Nearly ten years ago, I remember sitting with friends in the back seat of a red Jeep en route to Salt Lake City and noticing the mysterious twin buttes jetting above the western horizon. I would later learn they were called Shash Jaa’ in Navajo, or the Bears Ears. While driving through Navajo land near Mexican Hat, Utah, these buttes tower above Cedar Mesa and connect to the Abajo Mountains, the lay of the land changing from red and orange cliffs to green forestry.
On this road trip, I learned that Shash Jaa’ is where Navajo headman Manuelito was born in 1818 and where his ancestral Bit’ahnii clan call home. My political junkie acquaintances knew this, better equipped at Navajo history than this then- 21-year-old. Their claims were later verified by Navajo historian Jennifer Nez-Denetdale, a descendent of Manuelito, and oral histories of Navajo families and clans, along with the testimonies from other tribes, nations and pueblos that have cultural attachments to this beautiful land.
Even though I was not driving toward Shash Jaa’ during that summer day, I was mesmerized by the Navajo connection. Instead of being attracted to the city life of Salt Lake City and the Mormon experience of Brigham Young University, my mind wondered about what the mountainous knolls, canyons, forests, water and wildlife of the Manti-La Sal National Forest and surrounding public lands looked and felt like. I could only envision inhaling the fresh air.
Then last summer came. I was hired by the Grand Canyon Trust and Utah Diné Bikéyah to tell the story about the efforts of the Bears Ears Inter-Tribal Coalition, which I learned about from being a reporter with the Navajo Times. While at the base of the Bears Ears Buttes last July, I listened to and talked with cultural leaders from the Navajo, Hopi, Ute Mountain Ute and Zuni people, who told how they continue to harvest medicine, pick herbs and minerals, hunt, perform ceremonies and issue offerings at designated places in the Bears Ears region.
Witnessing wildlife, including deer, come toward our campsite and listening to the Bear Dance songs by Ute Mountain Ute healers showed the connection between cultural leaders and Native families that want Bears Ears protected. Evidence of an indigenous footprint is obvious; more than 100,000 archaeological sites that date over 12,000 years reveal this history. Unfortunately, these cultural artifacts are being desecrated, looted and disrespected by non-Natives who see these sacred items as cash profits. Ongoing threats come from natural resource exploitation of the oil and gas and uranium industries and the environmental degradation of overgrazing by ranchers and all-terrain vehicles. This cultural landscape needs protection.

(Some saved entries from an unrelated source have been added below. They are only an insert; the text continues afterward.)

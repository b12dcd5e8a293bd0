//! OpenType feature source for ligature substitution tables
//!
//! Each substitution table becomes lookups inside its feature block. Rules
//! with a single component are single substitutions and cannot share a
//! lookup with ligature rules, so they get a lookup of their own.

use crate::font_source::{GlyphId, GlyphTable};
use std::collections::BTreeMap;
use std::fmt::Write as _;

/// Build `features.fea` text for every substitution table in `table`
pub fn features_fea(table: &GlyphTable) -> String {
    let tables = table.substitution_tables();
    if tables.iter().all(|sub| sub.rules.is_empty()) {
        return String::new();
    }

    let name = |id: GlyphId| {
        table
            .get(id)
            .map(|record| format!("\\{}", record.name))
            .unwrap_or_default()
    };

    // Lookups grouped by feature tag, keeping table order inside each feature
    let mut features: BTreeMap<&str, Vec<String>> = BTreeMap::new();
    for (index, sub) in tables.iter().enumerate() {
        let (singles, ligatures): (Vec<_>, Vec<_>) = sub
            .rules
            .iter()
            .partition(|(_, components)| components.len() == 1);

        let lookups = features.entry(sub.feature.as_str()).or_default();
        for (suffix, rules) in [("single", singles), ("ligature", ligatures)] {
            if rules.is_empty() {
                continue;
            }
            let lookup_name = format!("icon_{suffix}_{index}");
            let mut lookup = format!("    lookup {lookup_name} {{\n");
            for (glyph, components) in rules {
                let sequence: Vec<String> = components.iter().map(|id| name(*id)).collect();
                let _ = writeln!(
                    lookup,
                    "        sub {} by {};",
                    sequence.join(" "),
                    name(*glyph)
                );
            }
            let _ = writeln!(lookup, "    }} {lookup_name};");
            lookups.push(lookup);
        }
    }

    let mut fea = String::from("languagesystem DFLT dflt;\n");
    for (tag, lookups) in features {
        let _ = write!(fea, "\nfeature {tag} {{\n{}}} {tag};\n", lookups.concat());
    }
    fea
}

When I had my epiphany in that red Jeep, I never thought I would visit the Bears Ears in so many ways—documenting the July celebration of the coalition, camping, flying in a small aircraft and learning the healing powers of this nearly untouched landscape, Hozho, or there is beauty, in the Navajo tongue.
I also never thought I would be writing about Bears Ears thousands of miles away in my Brooklyn apartment, where I attend graduate school at New York University. The presence of the Bears Ears Inter-Tribal Coalition is growing in New York City. At NYU, Angelo Baca, a Navajo doctoral student in film and anthropology, has screened his 21-minute documentary about the coalition’s efforts and his family’s connection to Bears Ears.
Bears Ears will always be a significant healing space for young Navajos like me, who live in the concrete jungle that is New York City. The experience of Bears Ears will always be in my heart and mind, just as it probably is for Manuelito, the Navajo leader who encouraged Navajos like me to get an education and help our people.